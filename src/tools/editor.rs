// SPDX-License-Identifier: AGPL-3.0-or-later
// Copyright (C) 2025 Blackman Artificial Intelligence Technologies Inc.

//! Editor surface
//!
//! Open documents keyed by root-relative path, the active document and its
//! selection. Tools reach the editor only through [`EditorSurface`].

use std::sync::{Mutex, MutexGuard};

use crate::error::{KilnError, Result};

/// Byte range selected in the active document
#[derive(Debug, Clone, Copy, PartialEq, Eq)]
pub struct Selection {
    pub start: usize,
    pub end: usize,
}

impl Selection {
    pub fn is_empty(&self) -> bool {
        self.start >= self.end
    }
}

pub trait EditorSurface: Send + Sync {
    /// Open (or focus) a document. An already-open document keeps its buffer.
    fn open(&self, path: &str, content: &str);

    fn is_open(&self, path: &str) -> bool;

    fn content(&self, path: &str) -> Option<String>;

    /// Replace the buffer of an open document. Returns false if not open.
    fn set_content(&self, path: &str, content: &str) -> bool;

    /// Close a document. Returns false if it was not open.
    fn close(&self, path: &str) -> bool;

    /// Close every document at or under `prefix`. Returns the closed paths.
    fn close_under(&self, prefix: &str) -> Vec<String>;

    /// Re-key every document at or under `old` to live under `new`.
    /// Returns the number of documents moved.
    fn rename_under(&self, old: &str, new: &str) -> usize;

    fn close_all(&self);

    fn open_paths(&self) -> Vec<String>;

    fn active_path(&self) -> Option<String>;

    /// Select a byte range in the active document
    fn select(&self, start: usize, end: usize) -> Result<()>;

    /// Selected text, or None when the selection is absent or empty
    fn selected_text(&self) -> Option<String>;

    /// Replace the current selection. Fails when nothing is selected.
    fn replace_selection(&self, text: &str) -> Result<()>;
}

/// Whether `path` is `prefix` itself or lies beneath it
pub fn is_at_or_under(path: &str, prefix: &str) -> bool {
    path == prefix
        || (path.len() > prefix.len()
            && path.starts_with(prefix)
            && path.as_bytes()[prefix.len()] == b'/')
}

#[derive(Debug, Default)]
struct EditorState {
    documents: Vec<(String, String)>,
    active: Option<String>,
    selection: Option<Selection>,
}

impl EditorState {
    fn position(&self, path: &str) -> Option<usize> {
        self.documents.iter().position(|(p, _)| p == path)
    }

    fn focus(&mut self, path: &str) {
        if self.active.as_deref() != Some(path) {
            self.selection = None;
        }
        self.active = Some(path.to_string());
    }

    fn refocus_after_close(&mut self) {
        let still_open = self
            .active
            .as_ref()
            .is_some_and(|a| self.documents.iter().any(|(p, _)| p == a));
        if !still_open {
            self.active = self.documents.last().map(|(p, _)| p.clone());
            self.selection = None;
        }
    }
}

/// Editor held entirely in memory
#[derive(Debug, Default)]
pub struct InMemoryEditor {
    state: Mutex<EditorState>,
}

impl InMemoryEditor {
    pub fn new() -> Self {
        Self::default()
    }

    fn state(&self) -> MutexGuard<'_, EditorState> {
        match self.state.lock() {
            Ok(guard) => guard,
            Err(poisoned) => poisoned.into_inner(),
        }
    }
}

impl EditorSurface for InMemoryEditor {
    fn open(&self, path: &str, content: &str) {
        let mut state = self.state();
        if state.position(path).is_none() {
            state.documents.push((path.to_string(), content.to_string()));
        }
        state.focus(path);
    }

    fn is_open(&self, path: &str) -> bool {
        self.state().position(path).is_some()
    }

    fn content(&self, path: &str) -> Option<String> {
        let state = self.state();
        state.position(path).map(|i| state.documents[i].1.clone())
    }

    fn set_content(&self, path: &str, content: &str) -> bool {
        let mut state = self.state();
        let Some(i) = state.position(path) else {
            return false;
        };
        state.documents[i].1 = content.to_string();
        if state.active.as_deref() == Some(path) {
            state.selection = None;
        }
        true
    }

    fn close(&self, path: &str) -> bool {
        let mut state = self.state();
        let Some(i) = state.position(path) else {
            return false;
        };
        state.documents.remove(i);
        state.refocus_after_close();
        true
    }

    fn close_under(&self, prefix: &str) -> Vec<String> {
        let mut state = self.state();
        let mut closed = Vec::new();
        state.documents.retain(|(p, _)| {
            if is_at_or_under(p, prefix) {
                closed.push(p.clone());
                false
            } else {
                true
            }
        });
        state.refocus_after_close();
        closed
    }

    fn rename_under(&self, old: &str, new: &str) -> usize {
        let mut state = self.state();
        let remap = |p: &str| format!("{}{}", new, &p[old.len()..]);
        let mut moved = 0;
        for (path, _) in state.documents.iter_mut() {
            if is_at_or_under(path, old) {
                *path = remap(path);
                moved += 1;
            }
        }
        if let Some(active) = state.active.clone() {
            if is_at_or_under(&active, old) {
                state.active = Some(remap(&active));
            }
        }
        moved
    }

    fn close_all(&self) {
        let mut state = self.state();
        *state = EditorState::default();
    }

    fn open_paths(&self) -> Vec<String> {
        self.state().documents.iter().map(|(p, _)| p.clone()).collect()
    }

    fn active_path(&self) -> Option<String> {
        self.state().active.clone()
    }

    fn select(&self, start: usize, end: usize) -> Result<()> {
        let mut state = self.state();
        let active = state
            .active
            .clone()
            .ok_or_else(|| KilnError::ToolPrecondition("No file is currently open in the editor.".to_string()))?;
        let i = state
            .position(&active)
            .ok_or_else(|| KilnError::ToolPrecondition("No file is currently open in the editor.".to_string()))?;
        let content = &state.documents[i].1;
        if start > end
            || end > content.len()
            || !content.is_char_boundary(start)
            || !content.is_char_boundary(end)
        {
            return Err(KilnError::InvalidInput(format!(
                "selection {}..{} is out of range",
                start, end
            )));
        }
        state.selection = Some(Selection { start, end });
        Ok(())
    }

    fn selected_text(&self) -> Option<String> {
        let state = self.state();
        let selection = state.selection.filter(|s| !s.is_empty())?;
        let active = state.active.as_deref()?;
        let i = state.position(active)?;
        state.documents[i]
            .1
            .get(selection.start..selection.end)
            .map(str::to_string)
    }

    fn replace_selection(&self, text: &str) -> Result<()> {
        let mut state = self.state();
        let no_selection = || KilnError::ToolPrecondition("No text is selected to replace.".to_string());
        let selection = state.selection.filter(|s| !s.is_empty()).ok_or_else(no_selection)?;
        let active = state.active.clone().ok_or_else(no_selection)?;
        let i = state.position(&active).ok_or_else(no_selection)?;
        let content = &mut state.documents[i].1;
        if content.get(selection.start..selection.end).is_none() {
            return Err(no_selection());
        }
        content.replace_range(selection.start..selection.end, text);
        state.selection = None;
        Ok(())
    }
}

---

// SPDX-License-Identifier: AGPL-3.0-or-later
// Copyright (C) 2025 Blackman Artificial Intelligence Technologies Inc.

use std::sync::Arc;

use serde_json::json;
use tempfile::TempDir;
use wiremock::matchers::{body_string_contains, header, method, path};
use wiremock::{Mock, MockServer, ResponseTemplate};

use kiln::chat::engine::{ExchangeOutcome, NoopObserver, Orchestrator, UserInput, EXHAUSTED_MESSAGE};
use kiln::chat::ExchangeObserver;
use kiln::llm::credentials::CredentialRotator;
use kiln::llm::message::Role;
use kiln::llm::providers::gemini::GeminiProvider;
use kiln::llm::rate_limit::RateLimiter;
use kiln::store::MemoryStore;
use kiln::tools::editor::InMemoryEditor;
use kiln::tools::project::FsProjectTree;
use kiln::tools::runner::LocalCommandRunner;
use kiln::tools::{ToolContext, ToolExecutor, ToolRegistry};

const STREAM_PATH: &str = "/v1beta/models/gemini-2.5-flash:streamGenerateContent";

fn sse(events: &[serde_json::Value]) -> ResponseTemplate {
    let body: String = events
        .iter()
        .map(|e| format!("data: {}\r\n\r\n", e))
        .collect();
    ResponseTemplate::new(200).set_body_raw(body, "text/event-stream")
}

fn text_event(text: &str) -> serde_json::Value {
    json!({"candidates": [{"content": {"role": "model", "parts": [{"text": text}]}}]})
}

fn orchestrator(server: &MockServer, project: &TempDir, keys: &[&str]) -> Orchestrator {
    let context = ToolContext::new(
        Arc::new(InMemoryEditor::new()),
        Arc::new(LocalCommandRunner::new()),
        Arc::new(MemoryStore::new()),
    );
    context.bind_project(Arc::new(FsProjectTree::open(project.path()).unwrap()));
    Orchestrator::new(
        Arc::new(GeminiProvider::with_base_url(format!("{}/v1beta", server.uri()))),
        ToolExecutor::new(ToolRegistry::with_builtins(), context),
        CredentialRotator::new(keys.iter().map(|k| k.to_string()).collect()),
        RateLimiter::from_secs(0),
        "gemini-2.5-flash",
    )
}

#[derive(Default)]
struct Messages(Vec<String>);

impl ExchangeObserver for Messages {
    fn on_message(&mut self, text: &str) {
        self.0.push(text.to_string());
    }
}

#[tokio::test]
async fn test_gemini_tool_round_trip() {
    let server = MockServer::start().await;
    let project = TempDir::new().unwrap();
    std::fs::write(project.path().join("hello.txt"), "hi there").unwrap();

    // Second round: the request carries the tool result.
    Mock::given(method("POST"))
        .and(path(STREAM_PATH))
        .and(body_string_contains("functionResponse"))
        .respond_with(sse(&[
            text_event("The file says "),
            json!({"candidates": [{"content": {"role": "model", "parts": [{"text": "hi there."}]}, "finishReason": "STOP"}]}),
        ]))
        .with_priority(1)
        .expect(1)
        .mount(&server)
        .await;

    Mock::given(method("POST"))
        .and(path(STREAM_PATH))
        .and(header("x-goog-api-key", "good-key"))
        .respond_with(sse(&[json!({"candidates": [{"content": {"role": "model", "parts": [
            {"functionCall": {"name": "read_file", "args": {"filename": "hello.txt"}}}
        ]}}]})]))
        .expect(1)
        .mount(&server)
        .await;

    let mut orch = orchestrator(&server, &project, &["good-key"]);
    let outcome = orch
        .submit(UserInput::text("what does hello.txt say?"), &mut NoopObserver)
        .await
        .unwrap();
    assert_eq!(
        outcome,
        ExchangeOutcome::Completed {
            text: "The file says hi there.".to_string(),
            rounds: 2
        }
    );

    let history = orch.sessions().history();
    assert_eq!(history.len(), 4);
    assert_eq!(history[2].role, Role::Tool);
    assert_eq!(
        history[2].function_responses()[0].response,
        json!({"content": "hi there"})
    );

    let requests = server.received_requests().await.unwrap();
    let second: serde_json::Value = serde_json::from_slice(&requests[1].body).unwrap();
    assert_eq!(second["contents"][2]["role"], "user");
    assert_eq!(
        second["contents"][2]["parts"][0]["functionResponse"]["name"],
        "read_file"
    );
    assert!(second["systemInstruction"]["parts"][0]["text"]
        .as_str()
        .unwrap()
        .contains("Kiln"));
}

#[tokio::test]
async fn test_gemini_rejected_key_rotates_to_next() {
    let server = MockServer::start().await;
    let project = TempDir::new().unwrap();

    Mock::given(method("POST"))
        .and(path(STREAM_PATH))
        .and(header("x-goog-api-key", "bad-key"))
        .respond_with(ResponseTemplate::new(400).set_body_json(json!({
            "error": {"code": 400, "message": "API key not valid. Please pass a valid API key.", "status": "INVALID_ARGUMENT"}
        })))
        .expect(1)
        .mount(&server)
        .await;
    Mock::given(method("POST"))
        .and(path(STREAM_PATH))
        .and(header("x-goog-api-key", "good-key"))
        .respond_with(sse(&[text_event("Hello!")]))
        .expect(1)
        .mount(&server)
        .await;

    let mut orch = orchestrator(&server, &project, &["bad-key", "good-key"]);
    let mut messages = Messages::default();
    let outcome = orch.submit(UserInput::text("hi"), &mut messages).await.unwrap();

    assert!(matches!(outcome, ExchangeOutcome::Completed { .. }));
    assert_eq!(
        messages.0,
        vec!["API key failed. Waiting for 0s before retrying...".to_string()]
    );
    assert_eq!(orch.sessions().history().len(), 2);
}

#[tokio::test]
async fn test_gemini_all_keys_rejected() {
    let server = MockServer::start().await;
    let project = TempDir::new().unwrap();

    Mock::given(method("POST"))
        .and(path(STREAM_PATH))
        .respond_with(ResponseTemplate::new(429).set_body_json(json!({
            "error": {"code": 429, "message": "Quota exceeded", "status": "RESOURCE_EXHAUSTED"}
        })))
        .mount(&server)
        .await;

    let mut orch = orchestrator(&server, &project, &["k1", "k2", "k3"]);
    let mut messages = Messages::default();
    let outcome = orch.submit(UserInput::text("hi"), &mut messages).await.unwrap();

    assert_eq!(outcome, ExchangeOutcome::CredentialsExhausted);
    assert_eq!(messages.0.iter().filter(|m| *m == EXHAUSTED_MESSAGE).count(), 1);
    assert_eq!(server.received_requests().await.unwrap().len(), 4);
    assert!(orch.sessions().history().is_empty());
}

Task to complete | Write out each line above that contains the word "ExchangeOutcome".

Exercise answer |
use kiln::chat::engine::{ExchangeOutcome, NoopObserver, Orchestrator, UserInput, EXHAUSTED_MESSAGE};
        ExchangeOutcome::Completed {
    assert!(matches!(outcome, ExchangeOutcome::Completed { .. }));
    assert_eq!(outcome, ExchangeOutcome::CredentialsExhausted);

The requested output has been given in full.